Giving your body less energy than what it burns during the day will eventually elevate catabolic hormones, shifting your body away from muscle growth and more towards degradation. That’s the exact opposite of what you are trying to do.
The other mistake a lot of people make is that they shy away from carbohydrates. In reality, if you want to feed your growing muscles, you need about 60-65% of your daily caloric intake to come from carbohydrates.
So, if you want to promote healthy muscular growth without packing on too much fat, you need a 10% calorie surplus everyday. With that range, you should aim for 0.5 to 1 pounds a week for guys. Women should about for about 0.25 to 0.5 pounds a week.
Next, you focus on protein and carbohydrates. Limit fat. This ensures you are getting quality energy to fuel muscles before, during, and after a workout.

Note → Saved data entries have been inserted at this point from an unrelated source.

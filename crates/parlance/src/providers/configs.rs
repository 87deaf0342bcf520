use serde::{Deserialize, Serialize};

/// Unified enum to wrap different provider configurations
#[derive(Debug, Clone, Serialize, Deserialize)]
pub enum ProviderConfig {
    OpenAi(OpenAiProviderConfig),
}

#[derive(Debug, Clone, Serialize, Deserialize)]
pub struct OpenAiProviderConfig {
    pub host: String,
    pub api_key: String,
    pub model: String,
    pub temperature: Option<f32>,
    pub max_tokens: Option<i32>,
}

That brings us to another facet of nutrition—supplements.
Supplements are the last thing you should worry about when building a great physique because supplementing will only boost the effectiveness of your current nutrition and workout regimen. Most supplements are pseudoscience, full of junk, and are misleading in both dose and usage. That doesn’t mean that all supplementation is bro science, though.
The recommended substances for accelerating muscle hypertrophy include:
- Creatine – helps build muscle, improve workout performance and anaerobic endurance, and reduces muscle soreness. Typically look for creatine supplements that feature 5 grams of creatine monohydrate (the purest form of creatine), L-carnitine and L-tartrate amino acids, and corosolic acid.
- Protein Powder – though you don’t necessarily need a protein powder to help build muscle if you want to put on weight and maximize muscle growth, you’re going to need some help. Protein powder delivers nutrients right to your muscles, helping rebuild damaged muscle tissue and enhance hypertrophy.
You should always focus on eating clean, whole foods first then filling in nutritional gaps with supplements. Clean nutrition and a sound workout program will tag team your muscles to prompt hypertrophy.
Wrapping It Up
Hopefully, you have picked up some information about how to grow your muscles faster than before; but there is still so much to uncover about hypertrophy. Now that you know the basics, you can begin to build a program for yourself that will build muscle efficiently and quickly. The keys to hypertrophy are in heavy loads, moderate volume, and compound exercises. Pair that with a nutritionally balanced diet rich in protein and carbs, and maintain a slight caloric surplus. Do that, and you will be able to maximize the size of your muscles and your strength.